От вспотевшей лошади потянуло потом, и Яков подумал, что нагрелась она в неблизкой дороге.
– Говори толком: где был? – Он похлопал по сырой шее лошади.
– Ездил дальний загон смотреть. Скоро скотину выгонять, надо там кое-что подделать. – Алешка полез за куревом в нагрудный карман. – Решил вот по утрянке сбегать, до работы, и пока не развезло. Днем на моей кобыле там не пролезть: снег да грязь.
– Ну и что? – Яков знал привычку кума потянуть с главным в разговоре, потомить душу.
– Я все время краем поля держался, ближе к леску, – там проталин больше. – Вагин задымил папиросой, и сразу ощутился запах табака в этом чистом и бодром воздухе. – И только миновал первый околок[47], гляжу: у озера двое прут к камышам, тащут что-то длинное, должно лодку. Далеко от меня, не разобрать было. Догонять их тоже бесполезно. Они тут же в камышах скрылись.
– Понятно! – Яков стиснул зубы. В душе поднималось что-то серо-неприятное, то, что отравляет настроение исподволь, незаметно и гадко. – Значит, днем пошакалят, а выходить будут ночью.
– За ондатрой, – уверенно сказал Алешка. – Больше нечего сейчас в озере делать. Застыло – следов никаких, вот и подались. После я видел, как лебеди в одном месте слетели.
– В большой рукав пошли. Придется ночью караулить, как выходить будут…
От деревни тянуло дымком: кто-то топил баню в неурочное время, а в камышах стояла вязкая сырость с густым запахом таявшего снега. Прозрачная, с желтизной, вода в протоках темнела на глазах, отражая однотонное небо, вобравшее в себя и дымку нагретой за день степи, и серую тень сумерек. Дальше двухсот шагов ничего не было видно, и Яков полагался больше на слух. Он знал, что выбраться бесшумно из озера невозможно, а те двое пойдут, как только затемнеет, и сторожил каждый звук. Он сидел на колодине. Давным-давно жуткий пал прошел кромкой озера, испепелил вокруг все деревья, и немало подобных колодин лежало в займище[48], тяжелых и плотных от влаги. На краю зарослей, чуть в стороне, невидимый из-за камыша, стоял привязанный к такой же колодине мерин. Яков взял его не без колебаний. Он боялся, что конь в неподходящую минуту зафыркает или заржет и испортит все дело. Но от верхового никакой ловкач не убежит, пользуясь темнотой, а сам Яков догоняльщик неважный. Пришлось рискнуть, и, чтобы меньше посторонних звуков и запахов отвлекало мерина, Яков захватил ему солидную охапку сена. На другой стороне протоки затаился в камышах Вагин, и его не видно было и не слышно.

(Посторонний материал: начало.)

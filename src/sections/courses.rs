use yew::prelude::*;

use crate::config;
use crate::content::{course_structured_data, courses_for, Accent, Course, COURSES};
use crate::hooks::visibility::{reveal, use_visibility, RevealMode};

#[derive(Properties, PartialEq)]
struct CourseCardProps {
    course: Course,
    index: usize,
}

/// Inline colours for a tab button; only the selected tab is filled.
fn tab_style(active: Accent, accent: Accent) -> Option<String> {
    (active == accent).then(|| format!("background: {}; color: #fff", accent.color()))
}

#[function_component(CourseCard)]
fn course_card(props: &CourseCardProps) -> Html {
    let course = &props.course;
    html! {
        <div class="course-card" style={format!("animation-delay: {}ms", props.index * 100)}>
            <div class="course-media">
                <img src={course.image} alt={course.title} />
                <div class="course-play-overlay">
                    <div class="course-play">{"▶"}</div>
                </div>
                <div class="course-duration">{format!("⏱ {}", course.duration)}</div>
                <div class="course-accent" style={format!("background: {}", course.accent.color())}>
                    {format!("🔊 {}", course.accent.badge())}
                </div>
            </div>
            <div class="course-body">
                <div class="course-subtitle">{course.subtitle}</div>
                <h3>{course.title}</h3>
                <div class="course-meta">
                    <span>{format!("👤 {}", course.instructor)}</span>
                    <span>{format!("▶ {} 个学习步骤", course.lessons)}</span>
                </div>
                <button class="course-start">
                    <span>{"开始学习"}</span>
                    <span class="chevron">{"›"}</span>
                </button>
            </div>
        </div>
    }
}

#[function_component(Courses)]
pub fn courses() -> Html {
    let section = use_node_ref();
    let visible = use_visibility(section.clone(), config::REVEAL_THRESHOLD, RevealMode::Latch);
    let active_tab = use_state(|| Accent::American);

    let tab = |accent: Accent| {
        let setter = active_tab.clone();
        let onclick = Callback::from(move |_: MouseEvent| {
            log::debug!("Switching course tab to {:?}", accent);
            setter.set(accent);
        });
        let style = tab_style(*active_tab, accent);
        html! {
            <button class={classes!("course-tab", (*active_tab == accent).then_some("active"))} {style} {onclick}>
                {format!("🔊 {}", accent.tab_label())}
            </button>
        }
    };

    let structured_data = course_structured_data(&COURSES).to_string();

    html! {
        <section id="courses" ref={section} class="courses-section">
            <script type="application/ld+json">{structured_data}</script>
            <div class="section-inner">
                <div class={classes!(reveal(visible), "section-header")}>
                    <span class="section-tag coral">{"精品课程"}</span>
                    <h2>{"探索我们的"}<span class="text-gradient">{"课程"}</span></h2>
                    <p>{"美音与英音课程各占一半，满足不同学习需求"}</p>
                </div>

                <div class={classes!(reveal(visible), "delay-200", "course-tabs")}>
                    <div class="course-tab-group">
                        { tab(Accent::American) }
                        { tab(Accent::British) }
                    </div>
                </div>

                <div class={classes!(reveal(visible), "delay-300", "course-grid")}>
                    { for courses_for(&COURSES, *active_tab).into_iter().enumerate().map(|(index, course)| html! {
                        <CourseCard key={course.id.to_string()} course={course.clone()} {index} />
                    }) }
                </div>

                <div class={classes!(reveal(visible), "delay-400", "course-all")}>
                    <button class="course-all-button">{"查看全部课程 ›"}</button>
                </div>
            </div>
            <style>
                {r#"
                .courses-section { padding: 96px 0; background: #f9fafb; position: relative; overflow: hidden; }
                .course-tabs { display: flex; justify-content: center; margin-bottom: 48px; }
                .course-tab-group { display: inline-flex; background: #fff; border-radius: 999px; padding: 6px; box-shadow: 0 10px 15px rgba(0, 0, 0, 0.1); }
                .course-tab { border: none; background: transparent; color: #4b5563; padding: 12px 24px; border-radius: 999px; font-weight: 500; cursor: pointer; transition: all 0.3s ease; }
                .course-tab:hover { color: #111827; }
                .course-tab.active { box-shadow: 0 10px 15px rgba(0, 0, 0, 0.1); }
                .course-grid { display: grid; grid-template-columns: 1fr; gap: 32px; }
                @media (min-width: 768px) {
                    .course-grid { grid-template-columns: 1fr 1fr; }
                }
                .course-card { background: #fff; border-radius: 24px; overflow: hidden; box-shadow: 0 10px 15px rgba(0, 0, 0, 0.1); transition: all 0.5s ease; }
                .course-card:hover { box-shadow: 0 25px 50px rgba(0, 0, 0, 0.25); transform: translateY(-8px); }
                .course-media { position: relative; overflow: hidden; }
                .course-media img { width: 100%; height: 224px; object-fit: cover; display: block; transition: transform 0.7s ease; }
                .course-card:hover .course-media img { transform: scale(1.1); }
                .course-play-overlay { position: absolute; inset: 0; background: rgba(0, 0, 0, 0.4); opacity: 0; transition: opacity 0.3s ease; display: flex; align-items: center; justify-content: center; }
                .course-card:hover .course-play-overlay { opacity: 1; }
                .course-play { width: 64px; height: 64px; border-radius: 50%; background: rgba(255, 255, 255, 0.9); color: #ff6a6a; display: flex; align-items: center; justify-content: center; font-size: 24px; }
                .course-duration { position: absolute; right: 16px; bottom: 16px; background: rgba(0, 0, 0, 0.7); color: #fff; font-size: 14px; padding: 4px 12px; border-radius: 999px; }
                .course-accent { position: absolute; left: 16px; top: 16px; color: #fff; font-size: 12px; padding: 4px 12px; border-radius: 999px; }
                .course-body { padding: 24px; }
                .course-subtitle { font-size: 14px; color: #9ca3af; margin-bottom: 8px; }
                .course-body h3 { font-size: 20px; font-weight: 700; color: #111827; margin-bottom: 12px; transition: color 0.3s ease; }
                .course-card:hover h3 { color: #ff6a6a; }
                .course-meta { display: flex; gap: 16px; font-size: 14px; color: #6b7280; margin-bottom: 16px; }
                .course-start { width: 100%; display: flex; justify-content: space-between; border: none; background: transparent; padding: 10px 12px; border-radius: 8px; cursor: pointer; font-size: 15px; }
                .course-start:hover { background: rgba(255, 106, 106, 0.05); color: #ff6a6a; }
                .course-start:hover .chevron { transform: translateX(4px); }
                .chevron { display: inline-block; transition: transform 0.3s ease; }
                .course-all { text-align: center; margin-top: 48px; }
                .course-all-button { background: #111827; color: #fff; border: none; padding: 20px 32px; border-radius: 999px; font-weight: 600; cursor: pointer; transition: all 0.3s ease; }
                .course-all-button:hover { background: #1f2937; transform: scale(1.05); }
                "#}
            </style>
        </section>
    }
}

#[cfg(test)]
mod tests {
    use super::*;

    #[test]
    fn only_the_selected_tab_is_filled() {
        assert_eq!(
            tab_style(Accent::British, Accent::British).as_deref(),
            Some("background: #7b5cff; color: #fff")
        );
        assert_eq!(tab_style(Accent::British, Accent::American), None);
    }

    #[test]
    fn switching_tabs_moves_the_fill_and_the_grid() {
        for active in [Accent::American, Accent::British] {
            let filled: Vec<Accent> = [Accent::American, Accent::British]
                .into_iter()
                .filter(|accent| tab_style(active, *accent).is_some())
                .collect();
            assert_eq!(filled, vec![active]);
            assert!(courses_for(&COURSES, active).iter().all(|course| course.accent == active));
        }
    }
}
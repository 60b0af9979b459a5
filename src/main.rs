use yew::prelude::*;
use log::info;
use web_sys::MouseEvent;
use wasm_bindgen::closure::Closure;
use wasm_bindgen::JsCast;

mod config;
mod content;
mod scroll;
mod hooks {
    pub mod carousel;
    pub mod counter;
    pub mod visibility;
}
mod sections {
    pub mod hero;
    pub mod steps;
    pub mod about;
    pub mod courses;
    pub mod testimonials;
    pub mod blog;
    pub mod footer;
}
mod pages {
    pub mod landing;
}

use content::NAV_LINKS;
use pages::landing::Landing;
use scroll::{is_scrolled, scroll_to_section};


#[function_component(Nav)]
pub fn nav() -> Html {
    let menu_open = use_state(|| false);
    let scrolled = use_state(|| false);

    {
        let scrolled = scrolled.clone();
        use_effect_with_deps(move |_| {
            let window = web_sys::window();

            let scroll_callback = {
                let window = window.clone();
                Closure::wrap(Box::new(move || {
                    if let Some(scroll_y) = window.as_ref().and_then(|w| w.scroll_y().ok()) {
                        scrolled.set(is_scrolled(scroll_y));
                    }
                }) as Box<dyn FnMut()>)
            };

            if let Some(window) = &window {
                if let Err(err) = window.add_event_listener_with_callback("scroll", scroll_callback.as_ref().unchecked_ref()) {
                    log::warn!("Could not watch scroll position: {:?}", err);
                }
            }

            move || {
                if let Some(window) = window {
                    let _ = window.remove_event_listener_with_callback("scroll", scroll_callback.as_ref().unchecked_ref());
                }
            }
        }, ());
    }

    let toggle_menu = {
        let menu_open = menu_open.clone();
        Callback::from(move |e: MouseEvent| {
            e.prevent_default();
            menu_open.set(!*menu_open);
        })
    };

    // Every anchor scrolls smoothly and closes the mobile menu.
    let go_to = |href: &'static str| {
        let menu_open = menu_open.clone();
        Callback::from(move |e: MouseEvent| {
            e.prevent_default();
            scroll_to_section(href);
            menu_open.set(false);
        })
    };

    let links = |class: &'static str| -> Html {
        NAV_LINKS.iter().map(|link| html! {
            <a key={link.name} href={link.href} class={class} onclick={go_to(link.href)}>
                {link.name}
            </a>
        }).collect()
    };

    html! {
        <nav class={classes!("top-nav", (*scrolled).then(|| "scrolled"))}>
            <div class="nav-content">
                <a href="#hero" class="nav-logo" onclick={go_to("#hero")}>
                    <div class="logo-mark">{"▶"}</div>
                    <span>{"YouTube"}<span class="accent">{"英语"}</span></span>
                </a>

                <div class="nav-links">{ links("nav-link") }</div>

                <button class="nav-cta" onclick={go_to("#courses")}>{"开始学习"}</button>

                <button class="burger-menu" onclick={toggle_menu}>
                    { if *menu_open { "✕" } else { "☰" } }
                </button>
            </div>
            <div class={classes!("mobile-menu", (*menu_open).then(|| "mobile-menu-open"))}>
                <div class="mobile-menu-panel">
                    { links("mobile-link") }
                    <button class="nav-cta mobile" onclick={go_to("#courses")}>{"开始学习"}</button>
                </div>
            </div>
            <style>
                {r#"
                .top-nav { position: fixed; top: 0; left: 0; right: 0; z-index: 50; padding: 20px 0; background: transparent; transition: all 0.5s ease; }
                .top-nav.scrolled { background: rgba(255, 255, 255, 0.9); backdrop-filter: blur(24px); box-shadow: 0 10px 15px rgba(0, 0, 0, 0.1); padding: 12px 0; }
                .nav-content { max-width: 1280px; margin: 0 auto; padding: 0 24px; display: flex; align-items: center; justify-content: space-between; }
                .nav-logo { display: flex; align-items: center; gap: 8px; text-decoration: none; color: #111827; font-size: 20px; font-weight: 700; }
                .logo-mark { width: 40px; height: 40px; border-radius: 12px; background: linear-gradient(135deg, #ff6a6a, #ff8e8e); color: #fff; display: flex; align-items: center; justify-content: center; transition: transform 0.3s ease; }
                .nav-logo:hover .logo-mark { transform: rotate(12deg); }
                .accent { color: #ff6a6a; }
                .nav-links { display: none; gap: 32px; }
                .nav-link { position: relative; color: #374151; font-size: 14px; font-weight: 500; text-decoration: none; transition: color 0.3s ease; }
                .nav-link:hover { color: #ff6a6a; }
                .nav-link::after { content: ''; position: absolute; left: 0; bottom: -4px; width: 0; height: 2px; background: #ff6a6a; transition: width 0.3s ease; }
                .nav-link:hover::after { width: 100%; }
                .nav-cta { display: none; background: #ff6a6a; color: #fff; border: none; padding: 8px 24px; border-radius: 999px; font-weight: 500; cursor: pointer; transition: all 0.3s ease; animation: pulseGlow 2s infinite; }
                .nav-cta:hover { background: #ff5252; transform: scale(1.05); }
                .nav-cta.mobile { display: block; width: 100%; border-radius: 12px; padding: 12px; margin-top: 8px; animation: none; }
                .burger-menu { background: transparent; border: none; font-size: 22px; padding: 8px; border-radius: 8px; cursor: pointer; color: #374151; }
                .burger-menu:hover { background: #f3f4f6; }
                .mobile-menu { max-height: 0; overflow: hidden; transition: all 0.5s ease; padding: 0 24px; }
                .mobile-menu.mobile-menu-open { max-height: 24rem; margin-top: 16px; }
                .mobile-menu-panel { background: rgba(255, 255, 255, 0.95); backdrop-filter: blur(24px); border-radius: 16px; box-shadow: 0 20px 25px rgba(0, 0, 0, 0.1); padding: 16px; }
                .mobile-link { display: block; padding: 12px 16px; color: #374151; text-decoration: none; border-radius: 12px; font-weight: 500; transition: all 0.3s ease; }
                .mobile-link:hover { color: #ff6a6a; background: rgba(255, 106, 106, 0.05); }
                @media (min-width: 1024px) {
                    .nav-links { display: flex; }
                    .nav-cta { display: block; }
                    .burger-menu, .mobile-menu { display: none; }
                }
                "#}
            </style>
        </nav>
    }
}


#[function_component]
fn App() -> Html {
    html! {
        <>
            <Nav />
            <Landing />
        </>
    }
}


fn main() {
    // Initialize console error panic hook for better error messages
    console_error_panic_hook::set_once();

    if let Err(err) = console_log::init_with_level(config::log_level()) {
        web_sys::console::error_1(&format!("error initializing log: {}", err).into());
    }

    info!("Starting application");
    yew::Renderer::<App>::new().render();
}
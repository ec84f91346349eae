//! HTTP boundary shared by the Lambda entry points
//!
//! Turns query parameters or a JSON body into a status code and JSON body.
//! Parse failures become a 400 with an empty body and never reach the calculator.
//! Results that overflow to infinity or NaN are also answered with a 400.

use crate::calculator::AffordabilityCalculator;
use crate::error::Result;
use crate::input::{parse_query, Input};

pub const STATUS_OK: u16 = 200;
pub const STATUS_BAD_REQUEST: u16 = 400;

/// Framework-neutral response; the binaries map it onto their event types
#[derive(Debug, Clone, PartialEq)]
pub struct ApiResponse {
    pub status_code: u16,
    pub body: Option<String>,
}

impl ApiResponse {
    fn bad_request() -> Self {
        Self {
            status_code: STATUS_BAD_REQUEST,
            body: None,
        }
    }
}

/// Answer a request carried in query string parameters
pub fn respond_to_query<'a, F>(calculator: &AffordabilityCalculator, lookup: F) -> ApiResponse
where
    F: Fn(&str) -> Option<&'a str>,
{
    respond(calculator, parse_query(lookup))
}

/// Answer a request carried as a JSON payload
pub fn respond_to_json(calculator: &AffordabilityCalculator, body: &str) -> ApiResponse {
    respond(calculator, Input::from_json(body))
}

fn respond(calculator: &AffordabilityCalculator, input: Result<Input>) -> ApiResponse {
    let input = match input {
        Ok(input) => input,
        Err(e) if e.is_client_error() => {
            log::warn!("Rejecting request: {}", e);
            return ApiResponse::bad_request();
        }
        Err(e) => {
            log::error!("Unexpected error parsing request: {}", e);
            return ApiResponse::bad_request();
        }
    };

    let result = calculator.compute(&input);
    if !result.is_finite() {
        log::warn!("Rejecting request, result overflowed: {:?}", result);
        return ApiResponse::bad_request();
    }

    match serde_json::to_string(&result) {
        Ok(body) => ApiResponse {
            status_code: STATUS_OK,
            body: Some(body),
        },
        Err(e) => {
            log::error!("Could not encode result for {:?}: {}", input, e);
            ApiResponse::bad_request()
        }
    }
}
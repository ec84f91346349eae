//! Error types for input parsing, batch files and configuration

use thiserror::Error;

/// Everything that can go wrong outside the calculator itself.
///
/// The arithmetic core is total; these errors only come from the boundary
/// (request parsing, CSV files) and from configuration.
#[derive(Error, Debug)]
pub enum AffordabilityError {
    #[error("missing numeric field `{field}`")]
    Missing { field: &'static str },

    #[error("malformed numeric field `{field}`: {value:?}")]
    Malformed {
        field: &'static str,
        value: String,
        #[source]
        source: std::num::ParseFloatError,
    },

    #[error("non-finite value for field `{field}`: {value:?}")]
    NonFinite { field: &'static str, value: String },

    #[error("invalid JSON payload: {0}")]
    Json(#[from] serde_json::Error),

    #[error("CSV error: {0}")]
    Csv(#[from] csv::Error),

    #[error("IO error: {0}")]
    Io(#[from] std::io::Error),

    #[error("invalid configuration: {message}")]
    Config { message: String },
}

impl AffordabilityError {
    /// True for errors a caller should answer with a client-error status
    pub fn is_client_error(&self) -> bool {
        matches!(
            self,
            Self::Missing { .. } | Self::Malformed { .. } | Self::NonFinite { .. } | Self::Json(_)
        )
    }
}

pub type Result<T> = std::result::Result<T, AffordabilityError>;
//! Calculator output

use crate::input::Input;
use serde::{Deserialize, Serialize};

/// Outcome of one affordability calculation.
///
/// `delta` is always `input.ask_price - loan_amount`; a positive delta is the
/// shortfall between the asking price and the largest affordable loan.
#[derive(Debug, Clone, Copy, PartialEq, Serialize, Deserialize)]
pub struct AffordabilityResult {
    pub input: Input,
    pub effective_cash_flow: f64,
    pub loan_amount: f64,
    pub delta: f64,
}

impl AffordabilityResult {
    /// True when the affordable loan covers the asking price
    pub fn is_affordable(&self) -> bool {
        self.delta <= 0.0
    }

    /// False when a finite input overflowed somewhere in the calculation
    pub fn is_finite(&self) -> bool {
        self.effective_cash_flow.is_finite() && self.loan_amount.is_finite() && self.delta.is_finite()
    }
}

#[cfg(test)]
mod tests {
    use super::*;

    #[test]
    fn test_is_finite() {
        let mut result = AffordabilityResult {
            input: Input::new(1.0, 2.0, 0.0, 5.0),
            effective_cash_flow: 1.0,
            loan_amount: 100.0,
            delta: -99.0,
        };
        assert!(result.is_finite());

        result.loan_amount = f64::INFINITY;
        assert!(!result.is_finite());
    }
}
//! Affordability calculator: effective cash flow, loan amount and delta

mod amortization;
mod cashflow;
mod engine;
mod result;

pub use amortization::annuity_factor;
pub use cashflow::expense_used;
pub use engine::{
    compute_result, effective_cash_flow, loan_amount, monthly_rate, AffordabilityCalculator,
};
pub use result::AffordabilityResult;
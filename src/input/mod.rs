//! Request inputs and the parsers that build them

mod data;
mod parser;
pub mod loader;

pub use data::{Input, LabeledInput, ASK_PRICE_KEY, EXPENSE_KEY, INCOME_KEY, INTEREST_RATE_KEY};
pub use parser::parse_query;
pub use loader::{load_inputs, load_inputs_from_reader};
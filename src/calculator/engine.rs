//! Affordability calculator: composes cash flow, amortization and delta

use super::amortization;
use super::cashflow;
use super::result::AffordabilityResult;
use crate::assumptions::Assumptions;
use crate::input::Input;

/// Calculator bound to a set of assumptions
#[derive(Debug, Clone, Copy, PartialEq, Default)]
pub struct AffordabilityCalculator {
    assumptions: Assumptions,
}

impl AffordabilityCalculator {
    pub fn new(assumptions: Assumptions) -> Self {
        Self { assumptions }
    }

    pub fn assumptions(&self) -> &Assumptions {
        &self.assumptions
    }

    pub fn effective_cash_flow(&self, input: &Input) -> f64 {
        cashflow::effective_cash_flow(input, &self.assumptions)
    }

    pub fn monthly_rate(&self, input: &Input) -> f64 {
        amortization::monthly_rate(input)
    }

    /// Loan a given monthly cash flow supports at the input's rate over the term
    pub fn loan_amount(&self, input: &Input, cash_flow: f64) -> f64 {
        amortization::loan_amount(
            cash_flow,
            self.monthly_rate(input),
            self.assumptions.term_months,
        )
    }

    pub fn compute(&self, input: &Input) -> AffordabilityResult {
        let effective_cash_flow = self.effective_cash_flow(input);
        let loan_amount = self.loan_amount(input, effective_cash_flow);

        AffordabilityResult {
            input: *input,
            effective_cash_flow,
            loan_amount,
            delta: input.ask_price - loan_amount,
        }
    }
}

const STANDARD: AffordabilityCalculator = AffordabilityCalculator {
    assumptions: Assumptions::standard(),
};

/// Effective cash flow under the standard assumptions
pub fn effective_cash_flow(input: &Input) -> f64 {
    STANDARD.effective_cash_flow(input)
}

/// Monthly decimal rate from the input's annual percentage
pub fn monthly_rate(input: &Input) -> f64 {
    STANDARD.monthly_rate(input)
}

/// Loan amount over the standard 360-month term
pub fn loan_amount(input: &Input, cash_flow: f64) -> f64 {
    STANDARD.loan_amount(input, cash_flow)
}

/// Full result under the standard assumptions
pub fn compute_result(input: &Input) -> AffordabilityResult {
    STANDARD.compute(input)
}
//! Load batches of inputs from CSV
//!
//! Expected header: ask_price,income,expense,interest_rate
//! An optional `id` column labels each row; other columns are ignored.

use super::{Input, LabeledInput};
use crate::error::Result;
use csv::Reader;
use std::io::Read;
use std::path::Path;

/// Raw CSV row
#[derive(Debug, serde::Deserialize)]
struct CsvRow {
    #[serde(default)]
    id: Option<String>,
    ask_price: f64,
    income: f64,
    expense: f64,
    interest_rate: f64,
}

impl CsvRow {
    fn into_labeled(self, row_number: usize) -> LabeledInput {
        LabeledInput {
            id: self
                .id
                .filter(|id| !id.is_empty())
                .unwrap_or_else(|| row_number.to_string()),
            input: Input::new(self.ask_price, self.income, self.expense, self.interest_rate),
        }
    }
}

/// Load inputs from a CSV file
pub fn load_inputs(path: &Path) -> Result<Vec<LabeledInput>> {
    let file = std::fs::File::open(path)?;
    load_inputs_from_reader(file)
}

/// Load inputs from any reader (rows without an id are numbered from 1)
pub fn load_inputs_from_reader<R: Read>(reader: R) -> Result<Vec<LabeledInput>> {
    let mut csv_reader = Reader::from_reader(reader);
    let mut inputs = Vec::new();

    for (i, result) in csv_reader.deserialize::<CsvRow>().enumerate() {
        let row = result?;
        inputs.push(row.into_labeled(i + 1));
    }

    log::debug!("Loaded {} inputs", inputs.len());
    Ok(inputs)
}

Постепенно, потихоньку потянулись и тревожные мысли. Яков вдруг стал осознавать, что не имел права брать с собой Вагина. Люди в озере ухватистые, шальные, на все могут пойти. Ему-то по долгу службы, по духу, с ними пластаться, а Алешка человек сторонний. Вдруг что случится? Тогда как? Как его детям и жене в глаза смотреть?…
45
Закaзник – земельный или водный участок, в пределах которого под особой охраной находятся все или отдельные виды животных, растений и т. п.
46
Одoнок – остаток сена от стога.
47
Окoлок – тоже, что колок (разг.).
48
Зaймище – обширное низкое место, подтопляемое водой, обычно с камышом и кустарниками, с редкими деревьями.